* **ACTIVITY**:
Look for "bool" in the records and copy every line that has it.

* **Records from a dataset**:
....

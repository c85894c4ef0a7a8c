//! Oracle events for state change notifications.
//!
//! Every accepted message and every tally emits events so that clients can
//! follow oracle activity without reading the store. Addresses are carried
//! as bech32 strings.

use serde::{Deserialize, Serialize};

use crate::utils::math::Dec;

// ═══════════════════════════════════════════════════════════════════════════════
// EVENT TYPES
// ═══════════════════════════════════════════════════════════════════════════════

/// All oracle event types
#[derive(Debug, Clone, PartialEq, Eq, Serialize, Deserialize)]
pub enum OracleEvent {
    // Voting Events
    /// Prevote recorded
    PrevoteSubmitted(PrevoteSubmittedEvent),
    /// Vote revealed and accepted
    VoteRevealed(VoteRevealedEvent),
    /// Unrevealed prevote dropped at a tally
    PrevoteExpired(PrevoteExpiredEvent),

    // Delegation Events
    /// Feeder delegation changed
    FeederDelegated(FeederDelegatedEvent),

    // Governance Events
    /// Denom added to the required set
    RequiredDenomAdded(DenomChangedEvent),
    /// Denom removed from the required set
    RequiredDenomRemoved(DenomChangedEvent),
    /// Params replaced
    ParamsUpdated(ParamsUpdatedEvent),

    // Tally Events
    /// Rate published for a denom
    ExchangeRateUpdated(ExchangeRateUpdatedEvent),
    /// Denom did not reach quorum
    QuorumUnmet(QuorumUnmetEvent),
    /// Validator missed at least one required denom
    ValidatorMissed(ValidatorMissedEvent),
    /// Validator fell below the minimum valid ratio of a slash window
    SlashCandidate(SlashCandidateEvent),
}

impl OracleEvent {
    /// Get the event type as a string
    pub fn event_type(&self) -> &'static str {
        match self {
            Self::PrevoteSubmitted(_) => "PrevoteSubmitted",
            Self::VoteRevealed(_) => "VoteRevealed",
            Self::PrevoteExpired(_) => "PrevoteExpired",
            Self::FeederDelegated(_) => "FeederDelegated",
            Self::RequiredDenomAdded(_) => "RequiredDenomAdded",
            Self::RequiredDenomRemoved(_) => "RequiredDenomRemoved",
            Self::ParamsUpdated(_) => "ParamsUpdated",
            Self::ExchangeRateUpdated(_) => "ExchangeRateUpdated",
            Self::QuorumUnmet(_) => "QuorumUnmet",
            Self::ValidatorMissed(_) => "ValidatorMissed",
            Self::SlashCandidate(_) => "SlashCandidate",
        }
    }

    /// Get the block height of the event
    pub fn block_height(&self) -> u64 {
        match self {
            Self::PrevoteSubmitted(e) => e.block_height,
            Self::VoteRevealed(e) => e.block_height,
            Self::PrevoteExpired(e) => e.block_height,
            Self::FeederDelegated(e) => e.block_height,
            Self::RequiredDenomAdded(e) => e.block_height,
            Self::RequiredDenomRemoved(e) => e.block_height,
            Self::ParamsUpdated(e) => e.block_height,
            Self::ExchangeRateUpdated(e) => e.block_height,
            Self::QuorumUnmet(e) => e.block_height,
            Self::ValidatorMissed(e) => e.block_height,
            Self::SlashCandidate(e) => e.block_height,
        }
    }
}

// ═══════════════════════════════════════════════════════════════════════════════
// VOTING EVENTS
// ═══════════════════════════════════════════════════════════════════════════════

/// Event emitted when a prevote is recorded
#[derive(Debug, Clone, PartialEq, Eq, Serialize, Deserialize)]
pub struct PrevoteSubmittedEvent {
    /// Validator the prevote is for
    pub validator: String,
    /// Submitting feeder
    pub feeder: String,
    /// Committed hash (hex)
    pub hash: String,
    /// Whether an earlier prevote was overwritten
    pub replaced: bool,
    /// Block height
    pub block_height: u64,
}

/// Event emitted when a vote is revealed
#[derive(Debug, Clone, PartialEq, Eq, Serialize, Deserialize)]
pub struct VoteRevealedEvent {
    /// Validator the vote counts for
    pub validator: String,
    /// Submitting feeder
    pub feeder: String,
    /// Canonical exchange rates string
    pub exchange_rates: String,
    /// Block height
    pub block_height: u64,
}

/// Event emitted when a prevote is dropped unrevealed
#[derive(Debug, Clone, PartialEq, Eq, Serialize, Deserialize)]
pub struct PrevoteExpiredEvent {
    /// Validator whose prevote expired
    pub validator: String,
    /// Height the prevote was submitted at
    pub submit_block: u64,
    /// Block height
    pub block_height: u64,
}

// ═══════════════════════════════════════════════════════════════════════════════
// DELEGATION AND GOVERNANCE EVENTS
// ═══════════════════════════════════════════════════════════════════════════════

/// Event emitted when a validator delegates its feeder
#[derive(Debug, Clone, PartialEq, Eq, Serialize, Deserialize)]
pub struct FeederDelegatedEvent {
    /// Delegating operator
    pub operator: String,
    /// New feeder
    pub feeder: String,
    /// Block height
    pub block_height: u64,
}

/// Event emitted when the required denom set changes
#[derive(Debug, Clone, PartialEq, Eq, Serialize, Deserialize)]
pub struct DenomChangedEvent {
    /// Denom added or removed
    pub denom: String,
    /// Block height
    pub block_height: u64,
}

/// Event emitted when params are replaced
#[derive(Debug, Clone, PartialEq, Eq, Serialize, Deserialize)]
pub struct ParamsUpdatedEvent {
    /// New vote period
    pub vote_period: u64,
    /// Block height
    pub block_height: u64,
}

// ═══════════════════════════════════════════════════════════════════════════════
// TALLY EVENTS
// ═══════════════════════════════════════════════════════════════════════════════

/// Event emitted when a rate is published
#[derive(Debug, Clone, PartialEq, Eq, Serialize, Deserialize)]
pub struct ExchangeRateUpdatedEvent {
    /// Denom
    pub denom: String,
    /// Published rate
    pub exchange_rate: Dec,
    /// Block height
    pub block_height: u64,
}

/// Event emitted when a denom misses quorum
#[derive(Debug, Clone, PartialEq, Eq, Serialize, Deserialize)]
pub struct QuorumUnmetEvent {
    /// Denom
    pub denom: String,
    /// Stake behind the ballot
    pub ballot_power: u128,
    /// Stake the ballot needed
    pub threshold_power: u128,
    /// Block height
    pub block_height: u64,
}

/// Event emitted for every validator with a miss in a period
#[derive(Debug, Clone, PartialEq, Eq, Serialize, Deserialize)]
pub struct ValidatorMissedEvent {
    /// Validator
    pub validator: String,
    /// Required denoms without a counted vote
    pub missed_denoms: Vec<String>,
    /// Misses so far in the slash window
    pub miss_counter: u64,
    /// Block height
    pub block_height: u64,
}

/// Event emitted at the end of a slash window for under-performing validators
#[derive(Debug, Clone, PartialEq, Eq, Serialize, Deserialize)]
pub struct SlashCandidateEvent {
    /// Validator
    pub validator: String,
    /// Misses in the window
    pub miss_counter: u64,
    /// Fraction of periods with a valid vote
    pub valid_ratio: Dec,
    /// Block height
    pub block_height: u64,
}

// ═══════════════════════════════════════════════════════════════════════════════
// EVENT LOG
// ═══════════════════════════════════════════════════════════════════════════════

/// Collection of events from a message or block
#[derive(Debug, Clone, Default, Serialize, Deserialize)]
pub struct EventLog {
    events: Vec<OracleEvent>,
}

impl EventLog {
    /// Create a new empty event log
    pub fn new() -> Self {
        Self { events: Vec::new() }
    }

    /// Add an event to the log
    pub fn push(&mut self, event: OracleEvent) {
        self.events.push(event);
    }

    /// Get all events
    pub fn events(&self) -> &[OracleEvent] {
        &self.events
    }

    /// Get the number of events
    pub fn len(&self) -> usize {
        self.events.len()
    }

    /// Check if empty
    pub fn is_empty(&self) -> bool {
        self.events.is_empty()
    }

    /// Take all events, leaving the log empty
    pub fn drain(&mut self) -> Vec<OracleEvent> {
        std::mem::take(&mut self.events)
    }
}

// ═══════════════════════════════════════════════════════════════════════════════
// TESTS
// ═══════════════════════════════════════════════════════════════════════════════

#[cfg(test)]
mod tests {
    use super::*;

    fn denom_added(denom: &str, height: u64) -> OracleEvent {
        OracleEvent::RequiredDenomAdded(DenomChangedEvent {
            denom: denom.into(),
            block_height: height,
        })
    }

    #[test]
    fn test_event_log() {
        let mut log = EventLog::new();
        assert!(log.is_empty());

        log.push(denom_added("BTC", 10));
        log.push(OracleEvent::ExchangeRateUpdated(ExchangeRateUpdatedEvent {
            denom: "BTC".into(),
            exchange_rate: Dec::one(),
            block_height: 13,
        }));

        assert_eq!(log.len(), 2);
        assert_eq!(log.events()[1].event_type(), "ExchangeRateUpdated");
        assert_eq!(log.events()[1].block_height(), 13);

        assert_eq!(log.drain().len(), 2);
        assert!(log.is_empty());
    }
}
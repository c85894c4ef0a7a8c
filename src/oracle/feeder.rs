//! Feeder delegation.
//!
//! A validator may let another account submit prevotes and votes on its
//! behalf. Without a delegation the validator's own account is its feeder.

use tracing::debug;

use crate::core::address::{AccAddress, AddressCodec, ValAddress};
use crate::error::{Error, Result};
use crate::storage::backend::StorageBackend;
use crate::storage::state::OracleStore;

/// Validator to feeder mapping
pub struct FeederRegistry<'a, B: StorageBackend> {
    store: &'a OracleStore<B>,
}

impl<'a, B: StorageBackend> FeederRegistry<'a, B> {
    /// Create a registry over the oracle store
    pub fn new(store: &'a OracleStore<B>) -> Self {
        Self { store }
    }

    /// Authorize `feeder` for `validator`, replacing any previous delegate
    pub fn delegate(&self, validator: &ValAddress, feeder: &AccAddress) -> Result<()> {
        self.store.set_feeder_delegation(validator, feeder)?;
        debug!(
            validator = %validator.short(),
            feeder = %feeder.short(),
            "feeder delegated"
        );
        Ok(())
    }

    /// Account currently allowed to feed for `validator`
    pub fn resolve_feeder(&self, validator: &ValAddress) -> Result<AccAddress> {
        Ok(self
            .store
            .feeder_delegation(validator)?
            .unwrap_or_else(|| validator.to_account()))
    }

    /// Whether `submitter` may feed for `validator`
    pub fn authorize(&self, submitter: &AccAddress, validator: &ValAddress) -> Result<bool> {
        Ok(*submitter == self.resolve_feeder(validator)?)
    }

    /// Like [`authorize`](Self::authorize) but failing with
    /// [`Error::UnauthorizedFeeder`], addresses rendered through `codec`
    pub fn ensure_authorized(
        &self,
        submitter: &AccAddress,
        validator: &ValAddress,
        codec: &AddressCodec,
    ) -> Result<()> {
        let expected = self.resolve_feeder(validator)?;
        if *submitter == expected {
            return Ok(());
        }
        Err(Error::UnauthorizedFeeder {
            validator: codec.encode_validator(validator)?,
            submitter: codec.encode_account(submitter)?,
            expected: codec.encode_account(&expected)?,
        })
    }
}
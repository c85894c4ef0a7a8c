//! End-of-period tally.
//!
//! This module reduces the revealed votes of one period into canonical rates:
//! - Ballots per required denom, weighted by stake
//! - Quorum check against total bonded power
//! - Stake-weighted median per denom
//! - Reward band wins and per-validator misses
//!
//! The tally is a pure function of its inputs; the state machine feeds it
//! from the store and applies the resulting report.

use rust_decimal::prelude::{FromPrimitive, ToPrimitive};
use rust_decimal::Decimal;
use serde::{Deserialize, Serialize};
use std::collections::{BTreeMap, BTreeSet};
use tracing::{info, warn};

use crate::core::address::ValAddress;
use crate::core::params::Params;
use crate::error::{Error, Result};
use crate::oracle::ballot::{ExchangeRateBallot, VoteForTally};
use crate::oracle::voting::AggregateExchangeRateVote;
use crate::utils::math::Dec;

// ═══════════════════════════════════════════════════════════════════════════════
// REPORT TYPES
// ═══════════════════════════════════════════════════════════════════════════════

/// Result of tallying one denom
#[derive(Debug, Clone, PartialEq, Eq, Serialize, Deserialize)]
pub enum AggregationOutcome {
    /// Quorum reached, rate published
    Published {
        /// Weighted median rate
        rate: Dec,
        /// Stake behind the ballot
        ballot_power: u128,
        /// Number of validators quoting a rate
        voters: usize,
    },
    /// Not enough stake voted; nothing published
    QuorumUnmet {
        /// Stake behind the ballot
        ballot_power: u128,
        /// Stake the ballot needed
        threshold_power: u128,
    },
}

/// Outcome for one required denom
#[derive(Debug, Clone, PartialEq, Eq, Serialize, Deserialize)]
pub struct DenomOutcome {
    /// Denom tallied
    pub denom: String,
    /// What happened to it
    pub outcome: AggregationOutcome,
}

/// Per-validator performance in the period
#[derive(Debug, Clone, Default, PartialEq, Eq, Serialize, Deserialize)]
pub struct ValidatorClaim {
    /// Stake weight
    pub power: u64,
    /// Votes that landed inside the reward band of a published rate
    pub win_count: u64,
    /// Required denoms the validator cast no counted vote for
    pub missed_denoms: BTreeSet<String>,
}

/// Everything the tally of one period produced
#[derive(Debug, Clone, PartialEq, Eq, Serialize, Deserialize)]
pub struct AggregationReport {
    /// Period tallied
    pub period: u64,
    /// Total bonded power at tally time
    pub total_bonded_power: u128,
    /// One entry per required denom, in denom order
    pub outcomes: Vec<DenomOutcome>,
    /// One entry per bonded validator
    pub claims: BTreeMap<ValAddress, ValidatorClaim>,
}

impl AggregationReport {
    /// Rates that reached quorum
    pub fn published_rates(&self) -> BTreeMap<String, Dec> {
        self.outcomes
            .iter()
            .filter_map(|o| match &o.outcome {
                AggregationOutcome::Published { rate, .. } => Some((o.denom.clone(), rate.clone())),
                AggregationOutcome::QuorumUnmet { .. } => None,
            })
            .collect()
    }

    /// Validators that missed at least one required denom
    pub fn missed_validators(&self) -> Vec<ValAddress> {
        self.claims
            .iter()
            .filter(|(_, claim)| !claim.missed_denoms.is_empty())
            .map(|(validator, _)| validator.clone())
            .collect()
    }

    /// Outcome for a denom, if it is required
    pub fn outcome(&self, denom: &str) -> Option<&AggregationOutcome> {
        self.outcomes
            .iter()
            .find(|o| o.denom == denom)
            .map(|o| &o.outcome)
    }
}

// ═══════════════════════════════════════════════════════════════════════════════
// AGGREGATOR
// ═══════════════════════════════════════════════════════════════════════════════

/// Stateless tally of a period's votes
pub struct Aggregator;

impl Aggregator {
    /// Tally `votes` against the bonded set.
    ///
    /// Votes from unbonded validators and rates for non-required denoms are
    /// ignored.
    pub fn tally(
        params: &Params,
        period: u64,
        required_denoms: &BTreeSet<String>,
        votes: &[AggregateExchangeRateVote],
        bonded: &BTreeMap<ValAddress, u64>,
    ) -> Result<AggregationReport> {
        let total_bonded_power: u128 = bonded.values().map(|p| *p as u128).sum();
        let threshold_power = Self::threshold_power(params.vote_threshold, total_bonded_power)?;

        let mut claims: BTreeMap<ValAddress, ValidatorClaim> = bonded
            .iter()
            .map(|(validator, power)| {
                (
                    validator.clone(),
                    ValidatorClaim {
                        power: *power,
                        ..Default::default()
                    },
                )
            })
            .collect();

        let ballots = Self::organize_ballots(required_denoms, votes, bonded);
        let half_band = Dec::from_decimal(params.reward_band)
            .quo_int(2)
            .unwrap_or_default();

        let mut outcomes = Vec::with_capacity(required_denoms.len());
        for denom in required_denoms {
            let ballot = ballots.get(denom).cloned().unwrap_or_default();

            for (validator, claim) in claims.iter_mut() {
                if !ballot.votes().iter().any(|v| &v.validator == validator) {
                    claim.missed_denoms.insert(denom.clone());
                }
            }

            let ballot_power = ballot.power();
            let median = if ballot_power > 0 && ballot_power >= threshold_power {
                ballot.weighted_median(params.median_tie_break)
            } else {
                None
            };

            let outcome = match median {
                Some(rate) => {
                    let spread = std::cmp::max(half_band.mul(&rate), ballot.standard_deviation(&rate));
                    for vote in ballot.quotes() {
                        if (&vote.exchange_rate - &rate).abs() <= spread {
                            if let Some(claim) = claims.get_mut(&vote.validator) {
                                claim.win_count += 1;
                            }
                        }
                    }

                    info!(
                        period,
                        denom = %denom,
                        rate = %rate,
                        voters = ballot.quotes().count(),
                        "exchange rate published"
                    );
                    AggregationOutcome::Published {
                        rate,
                        ballot_power,
                        voters: ballot.quotes().count(),
                    }
                }
                None => {
                    warn!(
                        period,
                        denom = %denom,
                        ballot_power = %ballot_power,
                        threshold_power = %threshold_power,
                        "quorum not met"
                    );
                    AggregationOutcome::QuorumUnmet {
                        ballot_power,
                        threshold_power,
                    }
                }
            };

            outcomes.push(DenomOutcome {
                denom: denom.clone(),
                outcome,
            });
        }

        Ok(AggregationReport {
            period,
            total_bonded_power,
            outcomes,
            claims,
        })
    }

    /// Group counted votes by required denom.
    ///
    /// Abstentions enter the ballot with zero power.
    pub fn organize_ballots(
        required_denoms: &BTreeSet<String>,
        votes: &[AggregateExchangeRateVote],
        bonded: &BTreeMap<ValAddress, u64>,
    ) -> BTreeMap<String, ExchangeRateBallot> {
        let mut ballots: BTreeMap<String, ExchangeRateBallot> = BTreeMap::new();

        for vote in votes {
            let Some(power) = bonded.get(&vote.validator) else {
                continue;
            };
            for tuple in &vote.exchange_rate_tuples {
                if !required_denoms.contains(&tuple.denom) {
                    continue;
                }
                ballots
                    .entry(tuple.denom.clone())
                    .or_default()
                    .push(VoteForTally::weighted(
                        tuple.denom.clone(),
                        tuple.exchange_rate.clone(),
                        vote.validator.clone(),
                        *power,
                    ));
            }
        }

        ballots
    }

    /// `ceil(threshold * total_power)`, the least integer power meeting the threshold
    pub fn threshold_power(threshold: Decimal, total_power: u128) -> Result<u128> {
        let overflow = || Error::Overflow {
            operation: format!("{} * {}", threshold, total_power),
        };
        let total = Decimal::from_u128(total_power).ok_or_else(overflow)?;
        threshold
            .checked_mul(total)
            .and_then(|product| product.ceil().to_u128())
            .ok_or_else(overflow)
    }
}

....

* **RESPONSE TO THIS EXERCISE**:
    pub replaced: bool,
    pub fn is_empty(&self) -> bool {
    pub fn authorize(&self, submitter: &AccAddress, validator: &ValAddress) -> Result<bool> {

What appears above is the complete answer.